I have this process that has to make a series of queries, using pl/pgsql:
--process:
SELECT function1();
SELECT function2();
SELECT function3();
SELECT function4();
To be able to execute everything in one call, I created a process function as such:
CREATE OR REPLACE FUNCTION process()
RETURNS text AS
$BODY$
BEGIN
PERFORM function1();
PERFORM function2();
PERFORM function3();
PERFORM function4();
RETURN 'process ended';
END;
$BODY$
LANGUAGE plpgsql
The problem is, when I sum the time that each function takes by itself, the total is 200 seconds, while the time that the function process()
takes is more than one hour!
Maybe it's a memory issue, but I don't know which configuration on postgresql.conf
should I change.
The DB is running on PostgreSQL 9.4, in a Debian 8.
You commented that the 4 functions have to run consecutively. So it's safe to assume that each function works with data from tables that have been modified by the previous function. That's my prime suspect.
Any Postgres function runs inside the transaction of the outer context. So all functions share the same transaction context if packed into another function. Each can see effects on data from previous functions, obviously. (Even though effects are still invisible to other concurrent transactions.) But statistics are not updated immediately.

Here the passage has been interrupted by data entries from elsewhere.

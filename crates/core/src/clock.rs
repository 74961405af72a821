//! Time source abstraction.
//!
//! Operations that need "now" read it exactly once from a [`Clock`]. Tests use
//! [`ManualClock`] to pin and advance time deterministically.

use std::sync::{Arc, RwLock};

use chrono::{DateTime, Duration, Utc};

/// Source of the current time.
pub trait Clock {
    fn now(&self) -> DateTime<Utc>;
}

/// Wall-clock time.
#[derive(Debug, Copy, Clone, Default)]
pub struct SystemClock;

impl Clock for SystemClock {
    fn now(&self) -> DateTime<Utc> {
        Utc::now()
    }
}

/// Settable clock. Clones share the same instant.
#[derive(Debug, Clone)]
pub struct ManualClock {
    inner: Arc<RwLock<DateTime<Utc>>>,
}

impl ManualClock {
    pub fn new(start: DateTime<Utc>) -> Self {
        Self {
            inner: Arc::new(RwLock::new(start)),
        }
    }

    pub fn set(&self, at: DateTime<Utc>) {
        let mut guard = self.inner.write().unwrap_or_else(|e| e.into_inner());
        *guard = at;
    }

    pub fn advance(&self, by: Duration) {
        let mut guard = self.inner.write().unwrap_or_else(|e| e.into_inner());
        *guard += by;
    }
}

impl Clock for ManualClock {
    fn now(&self) -> DateTime<Utc> {
        *self.inner.read().unwrap_or_else(|e| e.into_inner())
    }
}

impl<C: Clock + ?Sized> Clock for &C {
    fn now(&self) -> DateTime<Utc> {
        (**self).now()
    }
}

impl<C: Clock + ?Sized> Clock for Arc<C> {
    fn now(&self) -> DateTime<Utc> {
        (**self).now()
    }
}

#[cfg(test)]
mod tests {
    use super::*;
    use chrono::TimeZone;

    fn test_time() -> DateTime<Utc> {
        Utc.with_ymd_and_hms(2025, 3, 1, 12, 0, 0).unwrap()
    }

    #[test]
    fn manual_clock_clones_share_time() {
        let clock = ManualClock::new(test_time());
        let other = clock.clone();

        clock.advance(Duration::seconds(30));
        assert_eq!(other.now(), test_time() + Duration::seconds(30));

        other.set(test_time());
        assert_eq!(clock.now(), test_time());
    }

    #[test]
    fn system_clock_moves_forward() {
        let a = SystemClock.now();
        let b = SystemClock.now();
        assert!(b >= a);
    }
}
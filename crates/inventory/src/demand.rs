//! Sliding-window sale log for demand-spike detection.

use std::collections::{HashMap, VecDeque};

use chrono::{DateTime, Duration, Utc};
use serde::{Deserialize, Serialize};

use stockpath_core::ProductName;

/// Units of one product sold at one instant.
///
/// A removal of `n` units is logged as one event carrying `units = n`; every
/// unit shares the removal timestamp, so eviction treats them as one.
#[derive(Debug, Clone, PartialEq, Eq, Serialize, Deserialize)]
pub struct SaleEvent {
    pub at: DateTime<Utc>,
    pub product: ProductName,
    pub units: u64,
}

/// A product whose recent unit sales reached the spike threshold.
#[derive(Debug, Clone, PartialEq, Eq, Serialize, Deserialize)]
pub struct DemandSpike {
    pub product: ProductName,
    pub count: u64,
}

/// Time-ordered sale log: appended at the tail, evicted from the head.
#[derive(Debug, Clone, Default)]
pub struct DemandWindow {
    events: VecDeque<SaleEvent>,
}

impl DemandWindow {
    pub fn new() -> Self {
        Self::default()
    }

    pub fn record(&mut self, product: ProductName, units: u64, at: DateTime<Utc>) {
        if units == 0 {
            return;
        }
        self.events.push_back(SaleEvent { at, product, units });
    }

    pub fn is_empty(&self) -> bool {
        self.events.is_empty()
    }

    /// Drop head events older than `window` relative to `now`.
    ///
    /// An event exactly `window` old is kept. Returns the units evicted.
    pub fn evict(&mut self, now: DateTime<Utc>, window: Duration) -> u64 {
        let mut evicted = 0;
        while let Some(head) = self.events.front() {
            if now - head.at <= window {
                break;
            }
            evicted += head.units;
            self.events.pop_front();
        }
        evicted
    }

    /// Evict, then report every product with at least `threshold` units left
    /// in the window. Highest count first, ties by name.
    pub fn detect_spikes(
        &mut self,
        now: DateTime<Utc>,
        window: Duration,
        threshold: u64,
    ) -> Vec<DemandSpike> {
        self.evict(now, window);

        let mut tally: HashMap<&ProductName, u64> = HashMap::new();
        for event in &self.events {
            *tally.entry(&event.product).or_default() += event.units;
        }

        let mut spikes: Vec<DemandSpike> = tally
            .into_iter()
            .filter(|(_, count)| *count >= threshold)
            .map(|(product, count)| DemandSpike {
                product: product.clone(),
                count,
            })
            .collect();
        spikes.sort_by(|a, b| b.count.cmp(&a.count).then_with(|| a.product.cmp(&b.product)));
        spikes
    }
}

#[cfg(test)]
mod tests {
    use super::*;
    use chrono::TimeZone;

    fn test_time() -> DateTime<Utc> {
        Utc.with_ymd_and_hms(2025, 6, 15, 9, 0, 0).unwrap()
    }

    fn name(s: &str) -> ProductName {
        ProductName::parse(s).unwrap()
    }

    #[test]
    fn three_single_sales_within_a_minute_spike() {
        let mut window = DemandWindow::new();
        for offset in [0, 20, 40] {
            window.record(name("Oil"), 1, test_time() + Duration::seconds(offset));
        }

        let spikes = window.detect_spikes(
            test_time() + Duration::seconds(50),
            Duration::seconds(60),
            3,
        );
        assert_eq!(
            spikes,
            vec![DemandSpike {
                product: name("Oil"),
                count: 3
            }]
        );
    }

    #[test]
    fn event_exactly_window_old_is_kept() {
        let mut window = DemandWindow::new();
        window.record(name("Oil"), 2, test_time());

        let now = test_time() + Duration::seconds(60);
        assert_eq!(window.evict(now, Duration::seconds(60)), 0);
        assert!(!window.is_empty());

        let later = now + Duration::seconds(1);
        assert_eq!(window.evict(later, Duration::seconds(60)), 2);
        assert!(window.is_empty());
    }

    #[test]
    fn eviction_is_permanent() {
        let mut window = DemandWindow::new();
        window.record(name("Oil"), 5, test_time());

        let now = test_time() + Duration::seconds(120);
        assert!(window.detect_spikes(now, Duration::seconds(60), 1).is_empty());
        // A wider window afterwards cannot bring the sales back.
        assert!(window.detect_spikes(now, Duration::seconds(600), 1).is_empty());
    }

    #[test]
    fn multi_unit_removal_counts_each_unit() {
        let mut window = DemandWindow::new();
        window.record(name("Rice"), 4, test_time());
        window.record(name("Oil"), 1, test_time());

        let spikes = window.detect_spikes(test_time(), Duration::seconds(60), 3);
        assert_eq!(spikes.len(), 1);
        assert_eq!(spikes[0].product.as_str(), "Rice");
        assert_eq!(spikes[0].count, 4);
    }

    #[test]
    fn spikes_sorted_by_count_then_name() {
        let mut window = DemandWindow::new();
        window.record(name("Salt"), 3, test_time());
        window.record(name("Dal"), 3, test_time());
        window.record(name("Rice"), 9, test_time());

        let spikes = window.detect_spikes(test_time(), Duration::seconds(60), 3);
        let got: Vec<_> = spikes.iter().map(|s| (s.product.as_str(), s.count)).collect();
        assert_eq!(got, vec![("Rice", 9), ("Dal", 3), ("Salt", 3)]);
    }

    #[test]
    fn zero_unit_sale_is_ignored() {
        let mut window = DemandWindow::new();
        window.record(name("Rice"), 0, test_time());
        assert!(window.is_empty());
    }
}
use std::io;

use anyhow::Context;

use stockpath_cli::{AppConfig, Session};
use stockpath_core::SystemClock;
use stockpath_inventory::InventoryManager;

fn main() -> anyhow::Result<()> {
    let (config, warnings) = AppConfig::from_env();
    stockpath_observability::init(config.log_format, &config.log_level);
    for warning in &warnings {
        tracing::warn!("{warning}");
    }

    let seed = config.network().context("failed to load route network")?;
    let (graph, directory) = seed.build().context("invalid route network")?;
    let manager = InventoryManager::with_clock(SystemClock).with_graph(graph);

    let stdin = io::stdin();
    let mut session = Session::new(manager, directory, config, stdin.lock(), io::stdout());
    session.run().context("console output failed")?;
    Ok(())
}
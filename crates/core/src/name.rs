//! Product naming.

use core::str::FromStr;
use serde::{Deserialize, Serialize};

use crate::error::DomainError;

/// Name of a stocked product.
///
/// Case-sensitive and stored verbatim: `"rice"` and `"Rice"` are different
/// products. The only rule is that the name is non-empty.
#[derive(Debug, Clone, PartialEq, Eq, PartialOrd, Ord, Hash, Serialize, Deserialize)]
#[serde(try_from = "String", into = "String")]
pub struct ProductName(String);

impl ProductName {
    pub fn parse(name: impl Into<String>) -> Result<Self, DomainError> {
        let name = name.into();
        if name.is_empty() {
            return Err(DomainError::validation("product name cannot be empty"));
        }
        Ok(Self(name))
    }

    pub fn as_str(&self) -> &str {
        &self.0
    }
}

impl core::fmt::Display for ProductName {
    fn fmt(&self, f: &mut core::fmt::Formatter<'_>) -> core::fmt::Result {
        f.write_str(&self.0)
    }
}

impl AsRef<str> for ProductName {
    fn as_ref(&self) -> &str {
        &self.0
    }
}

impl core::borrow::Borrow<str> for ProductName {
    fn borrow(&self) -> &str {
        &self.0
    }
}

impl FromStr for ProductName {
    type Err = DomainError;

    fn from_str(s: &str) -> Result<Self, Self::Err> {
        Self::parse(s)
    }
}

impl TryFrom<String> for ProductName {
    type Error = DomainError;

    fn try_from(value: String) -> Result<Self, Self::Error> {
        Self::parse(value)
    }
}

impl From<ProductName> for String {
    fn from(value: ProductName) -> Self {
        value.0
    }
}
//! Network definitions: the built-in city map and JSON-defined networks.
//!
//! A [`NetworkSeed`] is turned into a [`RouteGraph`] plus the matching
//! [`LocationDirectory`] in one explicit step, so nothing about the map lives
//! in global state.

use std::path::Path;

use serde::{Deserialize, Serialize};
use tracing::info;

use crate::directory::LocationDirectory;
use crate::error::RouteError;
use crate::graph::RouteGraph;

#[derive(Debug, Clone, PartialEq, Eq, Serialize, Deserialize)]
pub struct SeedEdge {
    pub from: String,
    pub to: String,
    pub weight: i64,
}

/// Declarative description of a route network.
///
/// When `locations` is empty, the valid names are derived from edge endpoints.
#[derive(Debug, Clone, Default, PartialEq, Eq, Serialize, Deserialize)]
pub struct NetworkSeed {
    #[serde(default)]
    pub locations: Vec<String>,
    pub edges: Vec<SeedEdge>,
}

const GUJARAT_LOCATIONS: &[&str] = &[
    "Ahmedabad", "Gandhinagar", "Surat", "Vadodara", "Rajkot", "Jamnagar", "Bhuj", "Valsad",
    "Vapi", "Navsari", "Mehsana", "Palanpur", "Deesa", "Surendranagar", "Botad", "Bhavnagar",
    "Anand", "Nadiad", "Dahod", "Godhra", "Amreli", "Junagadh", "Porbandar", "Dwarka", "Morbi",
    "Modasa", "Himmatnagar", "Kalol", "Jetpur", "Mangrol", "Veraval", "Bharuch", "Ankleshwar",
];

// Road distances in km.
const GUJARAT_ROADS: &[(&str, &str, i64)] = &[
    ("Ahmedabad", "Gandhinagar", 30),
    ("Ahmedabad", "Surat", 270),
    ("Surat", "Vadodara", 150),
    ("Vadodara", "Ahmedabad", 110),
    ("Rajkot", "Jamnagar", 90),
    ("Rajkot", "Ahmedabad", 215),
    ("Bhuj", "Rajkot", 240),
    ("Bhuj", "Jamnagar", 135),
    ("Surat", "Valsad", 70),
    ("Valsad", "Vapi", 20),
    ("Vapi", "Navsari", 35),
    ("Navsari", "Surat", 30),
    ("Mehsana", "Palanpur", 85),
    ("Palanpur", "Deesa", 55),
    ("Deesa", "Bhuj", 290),
    ("Surendranagar", "Ahmedabad", 120),
    ("Botad", "Bhavnagar", 70),
    ("Bhavnagar", "Surendranagar", 100),
    ("Anand", "Vadodara", 45),
    ("Nadiad", "Anand", 20),
    ("Nadiad", "Ahmedabad", 55),
    ("Dahod", "Godhra", 80),
    ("Godhra", "Vadodara", 65),
    ("Amreli", "Bhavnagar", 90),
    ("Junagadh", "Amreli", 110),
    ("Junagadh", "Porbandar", 85),
    ("Porbandar", "Dwarka", 105),
    ("Dwarka", "Jamnagar", 130),
    ("Morbi", "Rajkot", 65),
    ("Morbi", "Surendranagar", 90),
    ("Modasa", "Himmatnagar", 40),
    ("Himmatnagar", "Ahmedabad", 85),
    ("Kalol", "Gandhinagar", 15),
    ("Kalol", "Mehsana", 40),
    ("Jetpur", "Rajkot", 65),
    ("Jetpur", "Junagadh", 45),
    ("Mangrol", "Porbandar", 40),
    ("Veraval", "Mangrol", 60),
    ("Veraval", "Junagadh", 75),
    ("Bharuch", "Vadodara", 75),
    ("Bharuch", "Surat", 60),
    ("Ankleshwar", "Bharuch", 12),
];

impl NetworkSeed {
    /// Built-in Gujarat city road map.
    pub fn gujarat() -> Self {
        Self {
            locations: GUJARAT_LOCATIONS.iter().map(|s| s.to_string()).collect(),
            edges: GUJARAT_ROADS
                .iter()
                .map(|&(from, to, weight)| SeedEdge {
                    from: from.to_string(),
                    to: to.to_string(),
                    weight,
                })
                .collect(),
        }
    }

    pub fn from_json_str(s: &str) -> Result<Self, RouteError> {
        Ok(serde_json::from_str(s)?)
    }

    pub fn from_json_file(path: impl AsRef<Path>) -> Result<Self, RouteError> {
        let path = path.as_ref();
        let raw = std::fs::read_to_string(path).map_err(|source| RouteError::SeedIo {
            path: path.to_path_buf(),
            source,
        })?;
        Self::from_json_str(&raw)
    }

    /// Build the graph and directory. Fails on the first invalid road, or on a
    /// road whose endpoint is missing from a non-empty `locations` list.
    pub fn build(&self) -> Result<(RouteGraph, LocationDirectory), RouteError> {
        let mut directory = LocationDirectory::new(self.locations.iter().cloned());
        let declared = !directory.is_empty();

        let mut graph = RouteGraph::new();
        for edge in &self.edges {
            for endpoint in [&edge.from, &edge.to] {
                if declared && !directory.contains(endpoint) {
                    return Err(RouteError::UnknownLocation(endpoint.clone()));
                }
            }
            graph.add_edge(&edge.from, &edge.to, edge.weight)?;
            if !declared {
                directory.insert(edge.from.clone());
                directory.insert(edge.to.clone());
            }
        }

        info!(
            locations = directory.len(),
            roads = graph.edge_count(),
            "route network loaded"
        );
        Ok((graph, directory))
    }
}
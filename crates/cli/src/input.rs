//! Parsing raw operator input into typed values.

use chrono::{DateTime, NaiveDate, Utc};
use thiserror::Error;

use stockpath_inventory::export::DATE_FORMAT;

#[derive(Debug, Error, Clone, PartialEq, Eq)]
pub enum InputError {
    #[error("'{0}' is not a whole number")]
    NotANumber(String),

    #[error("{what} must be positive")]
    NotPositive { what: &'static str },

    #[error("invalid date '{0}', use YYYY-MM-DD")]
    BadDate(String),
}

/// Parse a strictly positive integer such as a quantity or a threshold.
pub fn parse_positive(raw: &str, what: &'static str) -> Result<i64, InputError> {
    let trimmed = raw.trim();
    let value: i64 = trimmed
        .parse()
        .map_err(|_| InputError::NotANumber(trimmed.to_string()))?;
    if value <= 0 {
        return Err(InputError::NotPositive { what });
    }
    Ok(value)
}

/// Parse an optional `YYYY-MM-DD` date; blank input means no expiry.
///
/// The date is taken as midnight UTC.
pub fn parse_expiry(raw: &str) -> Result<Option<DateTime<Utc>>, InputError> {
    let trimmed = raw.trim();
    if trimmed.is_empty() {
        return Ok(None);
    }
    let date = NaiveDate::parse_from_str(trimmed, DATE_FORMAT)
        .map_err(|_| InputError::BadDate(trimmed.to_string()))?;
    let midnight = date
        .and_hms_opt(0, 0, 0)
        .ok_or_else(|| InputError::BadDate(trimmed.to_string()))?;
    Ok(Some(midnight.and_utc()))
}
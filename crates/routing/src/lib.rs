//! Picking/delivery route computation over a weighted location graph.
//!
//! Independent of inventory state: the only thing shared with the rest of the
//! system is the set of valid location names.

pub mod directory;
pub mod error;
pub mod graph;
pub mod seed;

pub use directory::{LocationDirectory, normalize};
pub use error::RouteError;
pub use graph::{Route, RouteGraph, RouteHop, RouteOutcome};
pub use seed::{NetworkSeed, SeedEdge};
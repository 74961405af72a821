//! `stockpath-core` — domain foundation building blocks.
//!
//! This crate contains **pure domain** primitives (no IO, no storage).

pub mod clock;
pub mod error;
pub mod name;

pub use clock::{Clock, ManualClock, SystemClock};
pub use error::{DomainError, DomainResult};
pub use name::ProductName;
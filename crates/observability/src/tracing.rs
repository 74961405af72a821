//! Tracing/logging initialization.
//!
//! Logs go to stderr so they never interleave with the operator menu on stdout.

use core::str::FromStr;

use tracing_subscriber::EnvFilter;

/// Output format for log lines.
#[derive(Debug, Copy, Clone, PartialEq, Eq, Default)]
pub enum LogFormat {
    /// Human-readable single-line output.
    #[default]
    Pretty,
    /// JSON objects with timestamps.
    Json,
}

impl FromStr for LogFormat {
    type Err = String;

    fn from_str(s: &str) -> Result<Self, Self::Err> {
        match s.trim().to_ascii_lowercase().as_str() {
            "pretty" | "text" => Ok(LogFormat::Pretty),
            "json" => Ok(LogFormat::Json),
            other => Err(format!("unknown log format '{other}' (expected json or pretty)")),
        }
    }
}

/// Initialize tracing/logging for the process.
///
/// `RUST_LOG` wins over `default_level` when set. Safe to call multiple times
/// (subsequent calls are no-ops).
pub fn init(format: LogFormat, default_level: &str) {
    let filter = EnvFilter::try_from_default_env()
        .unwrap_or_else(|_| EnvFilter::new(default_level));

    let builder = tracing_subscriber::fmt()
        .with_env_filter(filter)
        .with_writer(std::io::stderr)
        .with_target(false);

    let _ = match format {
        LogFormat::Json => builder
            .json()
            .with_timer(tracing_subscriber::fmt::time::SystemTime)
            .try_init(),
        LogFormat::Pretty => builder.compact().try_init(),
    };
}
//! Delimited inventory report.

use std::collections::{BTreeMap, HashMap};
use std::io::Write;
use std::path::{Path, PathBuf};

use chrono::{DateTime, NaiveDate, Utc};
use serde::{Deserialize, Serialize};
use thiserror::Error;

use stockpath_core::ProductName;

use crate::expiry::Batch;

pub const CSV_HEADER: [&str; 4] = ["Product", "Quantity", "Expiry", "Status"];
pub const DATE_FORMAT: &str = "%Y-%m-%d";

#[derive(Debug, Error)]
pub enum ExportError {
    #[error("could not open {path:?} for writing: {source}")]
    Open {
        path: PathBuf,
        #[source]
        source: std::io::Error,
    },

    #[error("failed to write report: {0}")]
    Csv(#[from] csv::Error),

    #[error("failed to flush report: {0}")]
    Io(#[from] std::io::Error),
}

#[derive(Debug, Copy, Clone, PartialEq, Eq, Serialize, Deserialize)]
pub enum BatchStatus {
    Expired,
    Valid,
}

impl BatchStatus {
    pub fn as_str(self) -> &'static str {
        match self {
            BatchStatus::Expired => "Expired",
            BatchStatus::Valid => "Valid",
        }
    }
}

/// One report line. `expiry` is `None` for stock without a tracked batch.
#[derive(Debug, Clone, PartialEq, Eq, Serialize, Deserialize)]
pub struct ExportRow {
    pub product: ProductName,
    pub quantity: i64,
    pub expiry: Option<NaiveDate>,
    pub status: BatchStatus,
}

impl ExportRow {
    pub fn expiry_label(&self) -> String {
        match self.expiry {
            Some(date) => date.format(DATE_FORMAT).to_string(),
            None => "N/A".to_string(),
        }
    }
}

/// Build report rows.
///
/// `batches` must already be in expiry order (see
/// [`ExpiryTracker::snapshot`](crate::ExpiryTracker::snapshot)). `dated` holds
/// the units each product received with an expiry date, expired ones included
/// (see [`ExpiryTracker::dated_units`](crate::ExpiryTracker::dated_units)).
/// Whatever a product holds beyond its dated units follows, by name, as
/// `N/A`/`Valid`.
pub fn build_rows(
    batches: Vec<Batch>,
    stock: &BTreeMap<ProductName, i64>,
    dated: &HashMap<&ProductName, i64>,
    today: DateTime<Utc>,
) -> Vec<ExportRow> {
    let undated = stock.iter().filter_map(|(product, qty)| {
        let quantity = qty.saturating_sub(dated.get(product).copied().unwrap_or(0));
        (quantity > 0).then(|| ExportRow {
            product: product.clone(),
            quantity,
            expiry: None,
            status: BatchStatus::Valid,
        })
    });

    batches
        .into_iter()
        .map(|b| ExportRow {
            status: if b.is_expired_at(today) {
                BatchStatus::Expired
            } else {
                BatchStatus::Valid
            },
            expiry: Some(b.expires_at.date_naive()),
            quantity: b.quantity,
            product: b.product,
        })
        .chain(undated)
        .collect()
}

/// Write the header plus `rows`. Returns the number of data rows written.
pub fn write_csv<W: Write>(rows: &[ExportRow], out: W) -> Result<usize, ExportError> {
    let mut wtr = csv::WriterBuilder::new().has_headers(false).from_writer(out);
    wtr.write_record(CSV_HEADER)?;
    for row in rows {
        let quantity = row.quantity.to_string();
        let expiry = row.expiry_label();
        wtr.write_record([
            row.product.as_str(),
            quantity.as_str(),
            expiry.as_str(),
            row.status.as_str(),
        ])?;
    }
    wtr.flush()?;
    Ok(rows.len())
}

pub fn write_csv_file(rows: &[ExportRow], path: &Path) -> Result<usize, ExportError> {
    let file = std::fs::File::create(path).map_err(|source| ExportError::Open {
        path: path.to_path_buf(),
        source,
    })?;
    write_csv(rows, file)
}

#[cfg(test)]
mod tests {
    use super::*;
    use chrono::{Duration, TimeZone};

    fn test_time() -> DateTime<Utc> {
        Utc.with_ymd_and_hms(2025, 6, 15, 9, 0, 0).unwrap()
    }

    fn name(s: &str) -> ProductName {
        ProductName::parse(s).unwrap()
    }

    fn batch(product: &str, quantity: i64, days: i64) -> Batch {
        Batch {
            product: name(product),
            quantity,
            expires_at: test_time() + Duration::days(days),
        }
    }

    fn dated(batches: &[Batch]) -> HashMap<&ProductName, i64> {
        let mut units = HashMap::new();
        for b in batches {
            *units.entry(&b.product).or_default() += b.quantity;
        }
        units
    }

    fn render(rows: &[ExportRow]) -> String {
        let mut buf = Vec::new();
        write_csv(rows, &mut buf).unwrap();
        String::from_utf8(buf).unwrap()
    }

    #[test]
    fn batches_then_untracked_stock() {
        let stock = BTreeMap::from([(name("Rice"), 50), (name("Salt"), 7), (name("Dal"), 0)]);
        let batches = vec![batch("Rice", 20, -1), batch("Rice", 30, 5)];
        let rows = build_rows(batches.clone(), &stock, &dated(&batches), test_time());

        assert_eq!(
            render(&rows),
            "Product,Quantity,Expiry,Status\n\
             Rice,20,2025-06-14,Expired\n\
             Rice,30,2025-06-20,Valid\n\
             Salt,7,N/A,Valid\n"
        );
    }

    #[test]
    fn undated_remainder_of_a_dated_product_is_exported() {
        let stock = BTreeMap::from([(name("Oil"), 15)]);
        let batches = vec![batch("Oil", 5, 3)];
        let rows = build_rows(batches.clone(), &stock, &dated(&batches), test_time());

        assert_eq!(
            render(&rows),
            "Product,Quantity,Expiry,Status\n\
             Oil,5,2025-06-18,Valid\n\
             Oil,10,N/A,Valid\n"
        );
    }

    #[test]
    fn removals_beyond_undated_stock_do_not_go_negative() {
        // 10 dated + 4 undated received, 8 sold: nothing undated is left to report.
        let stock = BTreeMap::from([(name("Milk"), 6)]);
        let batches = vec![batch("Milk", 10, 2)];
        let rows = build_rows(batches.clone(), &stock, &dated(&batches), test_time());
        assert_eq!(rows.len(), 1);
        assert_eq!(rows[0].expiry_label(), "2025-06-17");
    }

    #[test]
    fn batch_expiring_today_is_expired() {
        let batches = vec![batch("Milk", 1, 0)];
        let rows = build_rows(batches.clone(), &BTreeMap::new(), &dated(&batches), test_time());
        assert_eq!(rows[0].status, BatchStatus::Expired);
    }

    #[test]
    fn empty_report_still_has_header() {
        assert_eq!(render(&[]), "Product,Quantity,Expiry,Status\n");
    }

    #[test]
    fn names_with_commas_are_quoted() {
        let stock = BTreeMap::from([(name("Rice, Basmati"), 2)]);
        let rows = build_rows(vec![], &stock, &HashMap::new(), test_time());
        assert_eq!(
            render(&rows),
            "Product,Quantity,Expiry,Status\n\"Rice, Basmati\",2,N/A,Valid\n"
        );
    }

    #[test]
    fn unwritable_path_is_an_open_error() {
        let err = write_csv_file(&[], Path::new("/no/such/dir/report.csv")).unwrap_err();
        assert!(matches!(err, ExportError::Open { .. }));
    }
}
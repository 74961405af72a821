use std::path::PathBuf;

use thiserror::Error;

/// Failures while building or querying the route network.
///
/// An unreachable destination is not an error; see
/// [`RouteOutcome::NoPath`](crate::RouteOutcome::NoPath).
#[derive(Debug, Error)]
pub enum RouteError {
    #[error("distance between '{from}' and '{to}' must be positive (got {weight})")]
    InvalidWeight { from: String, to: String, weight: i64 },

    #[error("location name cannot be empty")]
    EmptyLocation,

    #[error("unknown location: {0}")]
    UnknownLocation(String),

    #[error("failed to read network file {path:?}: {source}")]
    SeedIo {
        path: PathBuf,
        #[source]
        source: std::io::Error,
    },

    #[error("malformed network definition: {0}")]
    SeedFormat(#[from] serde_json::Error),
}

Query plans are based on statistics on involved objects. PL/pgSQL does not plan statements until they are actually executed, that would work in your favor. Per documentation:
As each expression and SQL command is first executed in the function, the PL/pgSQL interpreter parses and analyzes the command to create a prepared statement, using the SPI manager's SPI_prepare function.
PL/pgSQL can cache query plans, but only within the same session and (in pg 9.2+ at least) only after a couple of executions have shown the same query plan to work best repeatedly. If you suspect this going wrong for you, you can work around it with dynamic SQL which forces a new plan every time:
EXECUTE 'SELECT function1()';
However, the most likely candidate I see is invalidated statistics that lead to inferior query plans. SELECT
/ PERFORM
statements (same thing) inside the function are run in quick succession, there is no chance for autovacuum to kick in and update statistics between one function and the next. If one function substantially alters data in a table the next function is working with, the next function might base its query plan on outdated information. Typical example: A table with a few rows is filled with many thousands of rows, but the next plan still thinks a sequential scan is fastest for the "small" table. You state:
when I sum the time that each function takes by itself, the total is 200 seconds, while the time that the function process() takes is more than one hour!
What exactly does "by itself" mean? Did you run them in a single transaction or in individual transactions? Maybe even with some time in between? That would allow autovacuum to update statistics (it's typically rather quick) and possibly lead to completely different query plans based on the changed statistic.
You can inspect query plans inside plpgsql functions with auto-explain
If you can identify such an issue, you can force ANALYZE
in between statements. Being at it, for just a couple of SELECT
/ PERFORM
statements you might as well use a simpler SQL function and avoid plan caching altogether (but see below!):
CREATE OR REPLACE FUNCTION process()
RETURNS text AS
$func$
SELECT function1();
ANALYZE some_substantially_affected_table;
SELECT function2();
SELECT function3();
ANALYZE some_other_table;
SELECT function4();
SELECT 'process ended'; -- only last result is returned
$func$ LANGUAGE sql;
Also, as long as we don't see the actual code of your called functions, there can be any number of other hidden effects.
Example: you could SET LOCAL ...
some configuration parameter to improve the performance of your function1()
. If called in separate transactions that won't affect the rest. The effect only last till the end of the transaction. But if called in a single transaction it affects the rest, too ...
Basics:
Plus: transaction accumulate locks, which binds an increasing amount of resources and may cause increasing friction with concurrent processes. All locks are released at the end of the transaction. It's better to run big functions in separate transactions if at all possible, not wrapped in a single function (and thus transaction). That last item is related to what @klin and IMSoP already covered.